12. Sep 2023

»Ich möchte die alten Mythen entlarven – ohne Rücksicht auf die Gefühle meiner russischen Landsleute«

Mythen – Propaganda, Volksmärchen, Fantasy – haben Russlands Krieg gegen die Ukraine den Boden bereitet. Mikhail Zygar verbreitete unmittelbar nach der Invasion in der Ukraine eine Petition gegen den Krieg und war daraufhin gezwungen, nach Deutschland zu fliehen. In seinem Jahrhunderte umspannenden und bis in die Gegenwart reichenden Buch »Krieg und Sühne« beschreibt er die Ursprünge von Russlands Imperialismus und zeichnet den Kampf der Ukraine gegen die russische Unterdrückung nach.

Aus der Einleitung von »Krieg und Sühne«

Dieses Buch ist ein Bekenntnis: Ich bekenne mich schuldig, die Zeichen nicht schon früher erkannt zu haben. Denn auch ich bin mitverantwortlich für den Krieg Russlands gegen die Ukraine, wie auch meine Zeitgenossen – und unsere Vorfahren. Auch die russische Kultur hat die Gräuel des Krieges mit ermöglicht.

Viele russische Schriftsteller und Historiker sind mitschuldig an diesem Krieg. Es sind ihre Worte, ihre Gedanken, die Putins Faschismus den Boden bereitet haben – obwohl nicht wenige von ihnen heute entsetzt wären, könnten sie die »Früchte« ihrer Arbeit sehen. Wir Russen haben nicht erkannt, wie tödlich die Vorstellung von Russland als einem »Großreich« war. (Sicherlich ist jedes Reich, jedes »Imperium« ein Unheil, aber über andere Imperien mögen andere Historiker urteilen.) Wir haben geflissentlich darüber hinweggesehen, dass die »große russische Kultur« über viele Jahrhunderte hinweg andere Länder und Völker verachtete, unterdrückte und vernichtete. Damit eine russische Kultur – befreit von Imperialismen – fortbestehen kann, müssen wir handeln. Wir müssen uns zunächst die Wahrheit über unsere Vergangenheit und unsere Gegenwart klar vor Augen führen.

Krieg und Sühne
Empfehlung

Der lange Kampf der Ukraine gegen die russische Unterdrückung
Hardcover
32,00 €

Die russische Geschichte, die ukrainische Geschichte, und in der Tat die Geschichte eines jeden Volkes enthält Mythen. Leider haben unsere Mythen uns in den Faschismus des Jahres 2022 geführt. Es ist an der Zeit, sie zu entlarven.
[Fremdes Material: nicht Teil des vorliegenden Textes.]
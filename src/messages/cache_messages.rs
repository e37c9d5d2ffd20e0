use crate::types::dtos::{DiscoveredOrder, GeoFix};
use crate::types::scan_settings::ScanSettings;
use actix::Message;

/// Refresh one tab's order cache. Fire-and-forget: the caller observes the
/// outcome through the cache entry. `origin = None` reuses the last origin
/// recorded for that tab; `force_origin` overwrites the recorded origin
/// even when one exists.
#[derive(Message, Debug, Clone)]
#[rtype(result = "()")]
pub struct FetchAvailableOrders {
    pub origin: Option<GeoFix>,
    pub force_origin: bool,
    pub tab_key: String,
}

/// Drop one tab's cached orders (lost location permission, or an offer from
/// that tab was just claimed).
#[derive(Message, Debug, Clone)]
#[rtype(result = "()")]
pub struct ClearTabOrders {
    pub tab_key: String,
}

/// Drop every tab's cached orders. Sent by the lifecycle after an
/// acceptance: once one offer is claimed none of the caches reflect
/// reality.
#[derive(Message, Debug, Clone)]
#[rtype(result = "()")]
pub struct ClearAllTabs;

/// Replace the discovery settings.
#[derive(Message, Debug, Clone)]
#[rtype(result = "()")]
pub struct SaveScanSettings {
    pub settings: ScanSettings,
}

/// Restore the documented default settings.
#[derive(Message, Debug, Clone)]
#[rtype(result = "()")]
pub struct ResetScanSettings;

#[derive(Message, Debug, Clone)]
#[rtype(result = "ScanSettings")]
pub struct GetScanSettings;

/// Read-only view of one tab's cache entry.
#[derive(Message, Debug, Clone)]
#[rtype(result = "Option<TabSnapshot>")]
pub struct GetTabSnapshot {
    pub tab_key: String,
}

#[derive(Debug, Clone)]
pub struct TabSnapshot {
    pub origin: Option<GeoFix>,
    pub available_orders: Vec<DiscoveredOrder>,
    pub order_count: usize,
    pub is_fetching: bool,
}
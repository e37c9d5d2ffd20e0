use crate::types::delivery_stage::DeliveryStage;
use serde::{Deserialize, Serialize};

/// A device location fix.
#[derive(Debug, Clone, Copy, Serialize, Deserialize, PartialEq)]
pub struct GeoFix {
    pub lat: f64,
    pub lng: f64,
    /// Reported accuracy in meters.
    pub accuracy: f32,
}

#[derive(Debug, Clone, Copy, Serialize, Deserialize, PartialEq, Eq)]
#[serde(rename_all = "lowercase")]
pub enum OrderPriority {
    Normal,
    High,
    Urgent,
}

/// An offer visible to the driver before acceptance. Lives only inside a
/// tab cache entry; never persisted beyond the session.
#[derive(Debug, Clone, Serialize, Deserialize)]
pub struct DiscoveredOrder {
    /// Unique order id.
    pub order_id: String,
    /// Human-readable reference code.
    pub reference: String,
    /// Distance from the scan origin, in km.
    pub distance_km: f32,
    pub priority: OrderPriority,
    /// Vehicle types the order requires (empty = any).
    pub vehicle_requirements: Vec<String>,
    /// Total payout for the delivery.
    pub total_price: f64,
}

/// One end of a delivery: where, and who to talk to.
#[derive(Debug, Clone, Serialize, Deserialize)]
pub struct ContactPoint {
    pub address: String,
    pub lat: f64,
    pub lng: f64,
    pub contact_name: String,
    pub contact_phone: String,
}

#[derive(Debug, Clone, Serialize, Deserialize)]
pub struct PackageInfo {
    pub description: String,
    pub weight_kg: f32,
}

/// The order currently bound to the driver, created at acceptance time from
/// a `DiscoveredOrder` and cleared when the lifecycle store resets.
#[derive(Debug, Clone, Serialize, Deserialize)]
pub struct ActiveOrder {
    pub order_id: String,
    pub reference: String,
    pub pickup: ContactPoint,
    pub dropoff: ContactPoint,
    pub package: PackageInfo,
    pub total_price: f64,
    pub vehicle_requirements: Vec<String>,
}

/// Session record for the driver, handed to the persistence collaborator
/// after acceptance or completion.
#[derive(Debug, Clone, Serialize, Deserialize)]
pub struct DriverDTO {
    /// Unique driver id.
    pub driver_id: String,
    /// Display name.
    pub name: String,
    /// Current delivery stage.
    pub stage: DeliveryStage,
    /// Id of the order currently bound, if any.
    pub current_order_id: Option<String>,
    /// Last known driver position, refreshed while a delivery is running.
    pub position: Option<GeoFix>,
    /// Last update of this record.
    pub time_stamp: std::time::SystemTime,
}

/// Outcome of a completed area scan.
#[derive(Debug, Clone, Serialize, Deserialize, PartialEq)]
pub struct ScanResult {
    pub success: bool,
    /// Number of offers the scan found.
    pub count: usize,
    pub message: String,
}
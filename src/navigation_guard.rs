use crate::constants::NAV_GUARD_WINDOW;
use std::time::{Duration, Instant};

/// One-shot, time-boxed hint that lets the flow leaving the post-delivery
/// review screen suppress the active-delivery redirect check on the very
/// next screen. Best effort across an asynchronous navigation boundary:
/// if the consuming screen never loads inside the window, the flag expires
/// on its own rather than permanently disabling the redirect.
#[derive(Debug, Clone)]
pub struct NavigationGuard {
    pub active: bool,
    pub set_at: Option<Instant>,
    pub window: Duration,
}

impl NavigationGuard {
    pub fn new() -> Self {
        Self {
            active: false,
            set_at: None,
            window: NAV_GUARD_WINDOW,
        }
    }

    /// Arm the guard for the next screen transition.
    pub fn set(&mut self) {
        self.active = true;
        self.set_at = Some(Instant::now());
    }

    /// True while armed and inside the window; the flag stays set so a
    /// re-render of the same screen sees the same answer. Past the window
    /// (or when never armed) returns false and resets.
    pub fn consume_if_active(&mut self) -> bool {
        match self.set_at {
            Some(set_at) if self.active && set_at.elapsed() <= self.window => true,
            _ => {
                self.clear();
                false
            }
        }
    }

    pub fn clear(&mut self) {
        self.active = false;
        self.set_at = None;
    }
}

impl Default for NavigationGuard {
    fn default() -> Self {
        Self::new()
    }
}

#[cfg(test)]
mod tests {
    use super::*;

    #[test]
    fn consume_within_window_returns_true_and_keeps_flag() {
        let mut guard = NavigationGuard::new();
        guard.set();
        assert!(guard.consume_if_active());
        assert!(guard.consume_if_active());
        assert!(guard.active);
    }

    #[test]
    fn consume_after_window_returns_false_and_clears() {
        let mut guard = NavigationGuard::new();
        guard.set();
        // Backdate the arm time past the window (simulated clock).
        guard.set_at = Some(Instant::now() - Duration::from_secs(6));
        assert!(!guard.consume_if_active());
        assert!(!guard.active);
        assert!(guard.set_at.is_none());
    }

    #[test]
    fn consume_when_never_set_returns_false() {
        let mut guard = NavigationGuard::new();
        assert!(!guard.consume_if_active());
    }

    #[test]
    fn clear_disarms_the_guard() {
        let mut guard = NavigationGuard::new();
        guard.set();
        guard.clear();
        assert!(!guard.consume_if_active());
    }
}
use std::time::Duration;

/// Total duration of an area scan, in seconds.
pub const SCAN_DURATION_SECS: u32 = 30;
/// Countdown tick for the scan modal.
pub const SCAN_TICK: Duration = Duration::from_secs(1);

/// Interval between payout status polls.
pub const PAYOUT_POLL_INTERVAL: Duration = Duration::from_secs(10);
/// Wall-clock ceiling for one payout watch. Past this the payout is
/// presumed still pending and the watch is dropped silently.
pub const PAYOUT_POLL_TIMEOUT: Duration = Duration::from_secs(5 * 60);
/// Consecutive poll failures tolerated before a watch is dropped.
pub const PAYOUT_MAX_CONSECUTIVE_ERRORS: u32 = 3;

/// Cadence of the driver-position refresh while a delivery is running.
pub const LOCATION_PING_INTERVAL: Duration = Duration::from_secs(15);

/// Window during which the navigation guard suppresses the
/// active-delivery redirect check.
pub const NAV_GUARD_WINDOW: Duration = Duration::from_secs(5);

pub const DEFAULT_SCAN_RADIUS_KM: f32 = 5.0;
pub const DEFAULT_MAX_DISTANCE_KM: f32 = 10.0;
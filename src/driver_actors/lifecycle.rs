use crate::constants::LOCATION_PING_INTERVAL;
use crate::driver_actors::order_cache::TabOrderCache;
use crate::errors::CoreError;
use crate::gateways::{
    AcceptanceRecord, LocationProvider, OrderAcceptanceGateway, SessionStore,
};
use crate::logger::Logger;
use crate::messages::cache_messages::ClearAllTabs;
use crate::messages::lifecycle_messages::{
    AcceptOrder, AdvanceStage, CancelDelivery, DeliverySnapshot, FinalizeDelivery,
    GetDeliverySnapshot, ResetStore,
};
use crate::types::delivery_stage::DeliveryStage;
use crate::types::dtos::{ActiveOrder, DriverDTO};
use actix::fut::wrap_future;
use actix::prelude::*;
use colored::Color;
use std::sync::Arc;

/// The `DeliveryLifecycle` actor is the single source of truth for "is
/// this driver currently delivering". It alone moves `DeliveryStage`
/// forward; every other component only reads it through snapshots.
pub struct DeliveryLifecycle {
    pub stage: DeliveryStage,
    pub active_order: Option<ActiveOrder>,
    pub driver: DriverDTO,
    /// Acceptance already running; a second request is rejected, not
    /// queued.
    pub accept_in_flight: bool,
    /// Periodic position refresh, running only while a delivery is.
    pub tracking: Option<SpawnHandle>,
    pub location: Arc<dyn LocationProvider>,
    pub acceptance: Arc<dyn OrderAcceptanceGateway>,
    pub sessions: Arc<dyn SessionStore>,
    /// Tab caches to invalidate once an offer is claimed.
    pub order_cache: Option<Addr<TabOrderCache>>,
    pub logger: Logger,
}

impl DeliveryLifecycle {
    pub fn new(
        driver_id: String,
        name: String,
        location: Arc<dyn LocationProvider>,
        acceptance: Arc<dyn OrderAcceptanceGateway>,
        sessions: Arc<dyn SessionStore>,
        order_cache: Option<Addr<TabOrderCache>>,
    ) -> Self {
        let logger = Logger::new(format!("Lifecycle {}", &driver_id), Color::Blue);
        Self {
            stage: DeliveryStage::Discovering,
            active_order: None,
            driver: DriverDTO {
                driver_id,
                name,
                stage: DeliveryStage::Discovering,
                current_order_id: None,
                position: None,
                time_stamp: std::time::SystemTime::now(),
            },
            accept_in_flight: false,
            tracking: None,
            location,
            acceptance,
            sessions,
            order_cache,
            logger,
        }
    }

    fn set_stage(&mut self, next: DeliveryStage) {
        self.stage = next;
        self.driver.stage = next;
        self.driver.time_stamp = std::time::SystemTime::now();
        self.logger.info(format!("Stage is now {}", next));
    }

    fn start_tracking(&mut self, ctx: &mut Context<Self>) {
        let handle = ctx.run_interval(LOCATION_PING_INTERVAL, |act, ctx| {
            let location = act.location.clone();
            ctx.spawn(wrap_future(async move { location.current_location().await }).map(
                |res, act: &mut Self, _ctx| {
                    if let Ok(fix) = res {
                        act.driver.position = Some(fix);
                    }
                },
            ));
        });
        self.tracking = Some(handle);
    }

    /// Stops the location-tracking side process. Part of both finalize and
    /// cancel cleanup.
    fn stop_tracking(&mut self, ctx: &mut Context<Self>) {
        if let Some(handle) = self.tracking.take() {
            ctx.cancel_future(handle);
            self.logger.info("Location tracking stopped");
        }
    }

    /// Hands the updated session record to the persistence collaborator.
    /// Best effort: a persistence failure is logged, never fatal to a
    /// lifecycle transition that already happened remotely.
    fn persist_driver(&self, ctx: &mut Context<Self>) {
        let sessions = self.sessions.clone();
        let record = self.driver.clone();
        ctx.spawn(wrap_future(async move { sessions.persist_user(record).await }).map(
            |res, act: &mut Self, _ctx| {
                if let Err(err) = res {
                    act.logger.warn(format!("Session persistence failed: {}", err));
                }
            },
        ));
    }

    fn invalidate_caches(&self) {
        if let Some(cache) = &self.order_cache {
            cache.do_send(ClearAllTabs);
        }
    }
}

impl Actor for DeliveryLifecycle {
    type Context = Context<Self>;
}

impl Handler<AcceptOrder> for DeliveryLifecycle {
    type Result = ResponseActFuture<Self, Result<AcceptanceRecord, CoreError>>;

    fn handle(&mut self, msg: AcceptOrder, _ctx: &mut Self::Context) -> Self::Result {
        if self.stage != DeliveryStage::Discovering || self.active_order.is_some() {
            let err = CoreError::InvariantViolation(format!(
                "cannot accept an order while stage is {}",
                self.stage
            ));
            return Box::pin(async move { Err(err) }.into_actor(self));
        }
        if self.accept_in_flight {
            let err = CoreError::InvariantViolation(
                "an acceptance is already in flight".to_string(),
            );
            return Box::pin(async move { Err(err) }.into_actor(self));
        }
        self.accept_in_flight = true;
        self.logger.info(format!(
            "Accepting order '{}' ({})",
            msg.candidate.order_id, msg.candidate.reference
        ));

        let location = self.location.clone();
        let acceptance = self.acceptance.clone();
        let sessions = self.sessions.clone();
        let candidate = msg.candidate;
        Box::pin(
            async move {
                // Never accept blind: downstream pricing and routing need
                // the driver's position at acceptance time.
                let fix = location
                    .current_location()
                    .await
                    .map_err(|_| CoreError::LocationUnavailable)?;
                let record = acceptance
                    .accept_order(&candidate, fix)
                    .await
                    .map_err(CoreError::from)?;
                sessions
                    .persist_user(record.user.clone())
                    .await
                    .map_err(CoreError::from)?;
                Ok((record, fix))
            }
            .into_actor(self)
            .map(|res: Result<(AcceptanceRecord, _), CoreError>, act: &mut Self, ctx| {
                act.accept_in_flight = false;
                match res {
                    Ok((record, fix)) => {
                        act.set_stage(DeliveryStage::Accepted);
                        act.active_order = Some(record.order.clone());
                        act.driver = record.user.clone();
                        act.driver.position = Some(fix);
                        act.invalidate_caches();
                        act.start_tracking(ctx);
                        Ok(record)
                    }
                    Err(err) => {
                        // Stage untouched; the candidate is simply gone and
                        // the caller surfaces the message.
                        act.logger.warn(format!("Acceptance failed: {}", err));
                        Err(err)
                    }
                }
            }),
        )
    }
}

impl Handler<AdvanceStage> for DeliveryLifecycle {
    type Result = Result<(), CoreError>;

    fn handle(&mut self, msg: AdvanceStage, _ctx: &mut Self::Context) -> Self::Result {
        if !self.stage.can_advance_to(msg.next) {
            return Err(CoreError::InvariantViolation(format!(
                "illegal transition {} -> {}",
                self.stage, msg.next
            )));
        }
        self.set_stage(msg.next);
        Ok(())
    }
}

impl Handler<FinalizeDelivery> for DeliveryLifecycle {
    type Result = ();

    fn handle(&mut self, _msg: FinalizeDelivery, ctx: &mut Self::Context) -> Self::Result {
        if self.stage == DeliveryStage::Completed {
            return; // idempotent
        }
        if self.stage == DeliveryStage::Cancelled {
            self.logger
                .warn("Finalize ignored: the delivery was already cancelled");
            return;
        }
        self.set_stage(DeliveryStage::Completed);
        self.stop_tracking(ctx);
        // The active order stays bound: the review screen reads it.
        self.persist_driver(ctx);
    }
}

impl Handler<CancelDelivery> for DeliveryLifecycle {
    type Result = Result<(), CoreError>;

    fn handle(&mut self, msg: CancelDelivery, ctx: &mut Self::Context) -> Self::Result {
        if self.stage.is_terminal() {
            return Err(CoreError::InvariantViolation(format!(
                "cannot cancel from terminal stage {}",
                self.stage
            )));
        }
        self.logger.warn(format!("Delivery cancelled: {}", msg.reason));
        self.set_stage(DeliveryStage::Cancelled);
        self.stop_tracking(ctx);
        self.persist_driver(ctx);
        Ok(())
    }
}

impl Handler<ResetStore> for DeliveryLifecycle {
    type Result = ();

    fn handle(&mut self, _msg: ResetStore, ctx: &mut Self::Context) -> Self::Result {
        self.active_order = None;
        self.driver.current_order_id = None;
        self.stop_tracking(ctx);
        self.invalidate_caches();
        self.set_stage(DeliveryStage::Discovering);
        self.logger.info("Store reset, back to discovering");
    }
}

impl Handler<GetDeliverySnapshot> for DeliveryLifecycle {
    type Result = MessageResult<GetDeliverySnapshot>;

    fn handle(&mut self, _msg: GetDeliverySnapshot, _ctx: &mut Self::Context) -> Self::Result {
        MessageResult(DeliverySnapshot {
            stage: self.stage,
            active_order: self.active_order.clone(),
        })
    }
}
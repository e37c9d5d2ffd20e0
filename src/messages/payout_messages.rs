use crate::types::payout_status::PayoutReport;
use actix::prelude::*;

/// Replace the watch-set with exactly `ids`. New ids get an immediate poll
/// and a per-id interval; ids missing from the list are torn down at once,
/// resolved or not. An empty list tears down everything.
#[derive(Message)]
#[rtype(result = "()")]
pub struct WatchPayouts {
    pub ids: Vec<String>,
    pub notify: Recipient<PayoutResolved>,
}

/// Delivered exactly once per payout id, when its status settles.
#[derive(Message, Debug, Clone)]
#[rtype(result = "()")]
pub struct PayoutResolved {
    pub payout_id: String,
    pub report: PayoutReport,
}

/// Internal: poll one watched id now.
#[derive(Message, Debug, Clone)]
#[rtype(result = "()")]
pub struct PollPayout {
    pub payout_id: String,
}

/// Number of ids currently being watched (diagnostics).
#[derive(Message, Debug, Clone)]
#[rtype(result = "usize")]
pub struct WatchedCount;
In diesem Buch geht es um Mythen und Menschen. Menschen, die vor hundert, zweihundert, dreihundert Jahren lebten und sich irgendwann in mythologische Gestalten verwandelten. Zwar starben sie, doch wurden sie nach ihrem Tod von den Historikern ihrer menschlichen Eigenschaften entkleidet: ihrer Schwächen, Leidenschaften, Zweifel und ihrer wahren Beweggründe. Sie wurden der unerbittlichen »Logik der Geschichte« unterworfen, die den Bedürfnissen derer dient, die die Macht innehaben.

Dieses Buch erzählt uns auch von unseren Zeitgenossen wie etwa Wolodymyr Selenskyj. Er und viele andere sind uns heute als reale Persönlichkeiten bekannt, aber auch sie werden schon bald zu unsterblichen und heroischen Figuren werden und uns in einer Generation wahrscheinlich bereits als legendäre Gestalten erscheinen. Und einer der Protagonisten dieses Buches, Putin, hat sich schon zu Lebzeiten in ein universales, wie aus einer anderen Welt stammendes Böses verwandelt. Ich werde versuchen nachzuvollziehen, wie das geschehen konnte.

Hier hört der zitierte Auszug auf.